Dumaine is currently a part-time teacher, teaching one section of 11th grade AP English Language and the senior Creative Non-fiction writing course, also known as “Before 19.” Before she took on these roles in 1995, Dumaine was looking after her two small children, and writing freelance articles on the side. She was craving something more, though,especially when her children didn’t need as much supervision. 

“Once [my children] went off to elementary school, I became a little restless. I started giving some writing workshops at some of the public schools around, and a Masters parent caught wind of it.”

She started by taking on the sixth and seventh grade English classes two days a week. Dumaine said that middle school administrators were so pleased with her work that they invited her back to teach for the next year. After the 1995-1996 school year, she decided she wanted to come to Masters to work full-time. 

She said, “I saw the first class of boys come into Masters. There were five boys in my seventh grade English class mixed in with the girls. It was hard to get those first boys in there; you needed a few to sort of jump in the pool and then more to follow.”

Dumaine soon moved to teach in the Upper School, and has remained there since then, focusing much of her time on the Before 19 publication, a cumulative collection of stories from her creative nonfiction class that’s published at the end of each year. Dumaine said that Before 19 will be one of the hardest things to leave behind at Masters, but she is proud of the publication and believes it has a very valuable place in the community.

“The [writers’] voices are really strong and authentic. I love teaching that course and that’s going to be tough to give up.”

Dumaine’s connection to Masters stretches beyond the classroom– her daughter, Sophie, graduated from Masters in 2005. Additionally, during her time as a Masters faculty member, Dumaine has published several pieces of writing, including an essay collection in 2017 titled “Don’t Mind Me, I Just Died,” and a memoir in 2020 titled “Mainlining: A Memoir.”

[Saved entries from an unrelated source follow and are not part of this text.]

//! `CREATE TABLE` parser
//!
//! Turns the DDL reported by `SHOW CREATE TABLE` into a [`Table`]. The input
//! carries one definition per line, so parsing is a forward-only state
//! machine over lines:
//!
//! ```text
//! TableName -> Columns -> Indexes -> Engine -> Done
//! ```
//!
//! A `CREATE TABLE x LIKE y` header jumps straight to `Done`.

use once_cell::sync::Lazy;
use regex::Regex;
use std::fmt;

use crate::error::{Error, Result};
use crate::schema::types::{Column, Engine, Index, IndexKind, Table};

static HEADER_RE: Lazy<Regex> = Lazy::new(|| {
    Regex::new(
        r"(?i)^\s*CREATE\s+(?:TEMPORARY\s+)?TABLE\s+(?:IF\s+NOT\s+EXISTS\s+)?`([^`]+)`(.*)$",
    )
    .expect("valid header regex")
});
static LIKE_RE: Lazy<Regex> =
    Lazy::new(|| Regex::new(r"(?i)\bLIKE\s+`([^`]+)`").expect("valid like regex"));
static COLUMN_RE: Lazy<Regex> =
    Lazy::new(|| Regex::new(r"^\s*`([^`]+)`\s+(.+?),?\s*$").expect("valid column regex"));
static INDEX_RE: Lazy<Regex> = Lazy::new(|| {
    Regex::new(r"(?i)^\s*((?:PRIMARY|UNIQUE|FULLTEXT|SPATIAL)\s+)?(?:KEY|INDEX)\s*(?:`([^`]+)`)?\s*\((.*)$")
        .expect("valid index regex")
});
static ENGINE_RE: Lazy<Regex> = Lazy::new(|| {
    Regex::new(r"(?i)^\s*\)\s*ENGINE\s*=\s*([^\s;]+)\s*(.*?)\s*;?\s*$").expect("valid engine regex")
});
static UNION_RE: Lazy<Regex> =
    Lazy::new(|| Regex::new(r"(?i)UNION\s*=\s*\(([^)]*)\)").expect("valid union regex"));
static QUOTED_NAME_RE: Lazy<Regex> =
    Lazy::new(|| Regex::new(r"`([^`]+)`").expect("valid name regex"));
static DUMP_TABLE_RE: Lazy<Regex> = Lazy::new(|| {
    Regex::new(r"(?ims)^[ \t]*CREATE\s+TABLE\b.*?;[ \t]*$").expect("valid dump regex")
});

/// Where the parser is within a table definition
#[derive(Debug, Clone, Copy, PartialEq, Eq)]
pub enum ParseState {
    TableName,
    Columns,
    Indexes,
    Engine,
    Done,
}

impl fmt::Display for ParseState {
    fn fmt(&self, f: &mut fmt::Formatter<'_>) -> fmt::Result {
        let name = match self {
            ParseState::TableName => "table-name",
            ParseState::Columns => "columns",
            ParseState::Indexes => "indexes",
            ParseState::Engine => "engine",
            ParseState::Done => "done",
        };
        f.write_str(name)
    }
}

/// Line-by-line parser for a single table definition
#[derive(Debug)]
pub struct TableParser {
    state: ParseState,
    table: Table,
}

impl Default for TableParser {
    fn default() -> Self {
        Self::new()
    }
}

impl TableParser {
    pub fn new() -> Self {
        Self {
            state: ParseState::TableName,
            table: Table::new(""),
        }
    }

    /// Consume one line and return the state reached.
    ///
    /// A line that ends the current section is re-examined by the next one,
    /// so the column section hands its first non-column line to the index
    /// section and so on.
    pub fn feed(&mut self, line: &str) -> Result<ParseState> {
        let line = line.trim_end_matches('\r');

        loop {
            match self.state {
                ParseState::TableName => {
                    self.parse_header(line)?;
                    return Ok(self.state);
                }
                ParseState::Columns => match parse_column(line) {
                    Some(column) => {
                        self.table.add_column(column);
                        return Ok(self.state);
                    }
                    None => self.state = ParseState::Indexes,
                },
                ParseState::Indexes => match parse_index(line) {
                    Some(index) => {
                        self.table.add_index(index);
                        return Ok(self.state);
                    }
                    None => {
                        self.table.indexes.sort_by(|a, b| a.name.cmp(&b.name));
                        self.state = ParseState::Engine;
                    }
                },
                ParseState::Engine => {
                    match parse_engine(line) {
                        Some(engine) => {
                            if engine.is_merge() {
                                self.table.child_names = union_members(&engine.descriptor);
                            }
                            self.table.engine = engine;
                            self.state = ParseState::Done;
                        }
                        None => {
                            tracing::debug!(table = %self.table.name, line, "Skipping unrecognized line");
                        }
                    }
                    return Ok(self.state);
                }
                ParseState::Done => return Ok(self.state),
            }
        }
    }

    /// Finish parsing, failing unless the definition was complete
    pub fn finish(self, ddl: &str) -> Result<Table> {
        if self.state != ParseState::Done {
            return Err(Error::malformed(
                format!("table definition ended in the {} state", self.state),
                ddl,
            ));
        }

        let mut table = self.table;
        table.raw_ddl = ddl.to_string();
        Ok(table)
    }

    fn parse_header(&mut self, line: &str) -> Result<()> {
        let caps = HEADER_RE
            .captures(line)
            .ok_or_else(|| Error::malformed("expected a CREATE TABLE header", line))?;

        self.table.name = caps[1].to_string();
        let rest = caps.get(2).map_or("", |m| m.as_str());

        if let Some(like) = LIKE_RE.captures(rest) {
            self.table.like_source = Some(like[1].to_string());
            self.state = ParseState::Done;
        } else {
            self.state = ParseState::Columns;
        }
        Ok(())
    }
}

/// Parse one `CREATE TABLE` statement
pub fn parse_table(ddl: &str) -> Result<Table> {
    let ddl = ddl.replace('\r', "");
    let mut parser = TableParser::new();

    for line in ddl.lines() {
        if parser.feed(line)? == ParseState::Done {
            break;
        }
    }

    let table = parser.finish(&ddl)?;
    tracing::debug!(
        table = %table.name,
        columns = table.columns.len(),
        indexes = table.indexes.len(),
        "Parsed table definition"
    );
    Ok(table)
}

/// Cut the `CREATE TABLE` statements out of a dump.
///
/// A statement runs until the first line that ends with `;`. Anything
/// between statements (comments, `SET`, `DROP TABLE IF EXISTS`, data) is
/// ignored.
pub fn split_dump(text: &str) -> Vec<String> {
    let text = text.replace('\r', "");
    DUMP_TABLE_RE
        .find_iter(&text)
        .map(|m| m.as_str().trim().to_string())
        .collect()
}

/// Parse every `CREATE TABLE` statement found in a dump
pub fn parse_dump(text: &str) -> Result<Vec<Table>> {
    split_dump(text).iter().map(|ddl| parse_table(ddl)).collect()
}

/// Table name from the header line of a statement
pub fn header_name(ddl: &str) -> Option<String> {
    let first = ddl.lines().find(|line| !line.trim().is_empty())?;
    HEADER_RE.captures(first).map(|caps| caps[1].to_string())
}

fn parse_column(line: &str) -> Option<Column> {
    let caps = COLUMN_RE.captures(line)?;
    Some(Column::new(&caps[1], caps[2].trim()))
}

fn parse_index(line: &str) -> Option<Index> {
    let caps = INDEX_RE.captures(line)?;

    let prefix = caps.get(1).map_or("", |m| m.as_str());
    let kind = IndexKind::from_keyword(&format!("{}KEY", prefix))?;
    let columns = balanced_prefix(caps.get(3)?.as_str())?;

    let name = match kind {
        IndexKind::Primary => "",
        _ => caps.get(2).map_or("", |m| m.as_str()),
    };
    Some(Index::new(name, kind, columns))
}

fn parse_engine(line: &str) -> Option<Engine> {
    let caps = ENGINE_RE.captures(line)?;
    Some(Engine::new(&caps[1], &caps[2]))
}

/// Names listed in a merge table's `UNION=(...)` option
pub fn union_members(descriptor: &str) -> Vec<String> {
    UNION_RE
        .captures(descriptor)
        .map(|caps| {
            QUOTED_NAME_RE
                .captures_iter(&caps[1])
                .map(|name| name[1].to_string())
                .collect()
        })
        .unwrap_or_default()
}

/// Text up to the parenthesis closing an already opened one.
///
/// Handles nested prefix lengths such as `` `name`(10) `` and ignores
/// parentheses inside quoted identifiers or strings.
fn balanced_prefix(text: &str) -> Option<&str> {
    let mut depth = 1usize;
    let mut quote: Option<char> = None;

    for (i, c) in text.char_indices() {
        match quote {
            Some(q) if c == q => quote = None,
            Some(_) => {}
            None => match c {
                '`' | '\'' | '"' => quote = Some(c),
                '(' => depth += 1,
                ')' => {
                    depth -= 1;
                    if depth == 0 {
                        return Some(&text[..i]);
                    }
                }
                _ => {}
            },
        }
    }
    None
}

Dumaine noted that teaching both the creative nonfiction and the AP English course for the past several years has been very rewarding, and has allowed her to dive deep into many aspects of the subject.

Junior Sophia Tsoukalas was in Dumaine’s AP English Language class this year, and talked about Dumaine’s commitment to her students and their work in and out of the classroom. “I think she was an English teacher that really cared about us as writers,” Tsoukalas said.

Dumaine said she will miss a lot at Masters, from “the literature and working with young people” that happens in the classroom, to “good Harkness discussions,” and continuing to work as a writer and an editor through the past 26 years. Yet, here is a bittersweet feeling, and although sad to leave, she said she’s excited for new adventures ahead.

Dumaine said, “There are surely things that I am sorry to leave, but I feel that it’s time to move on.”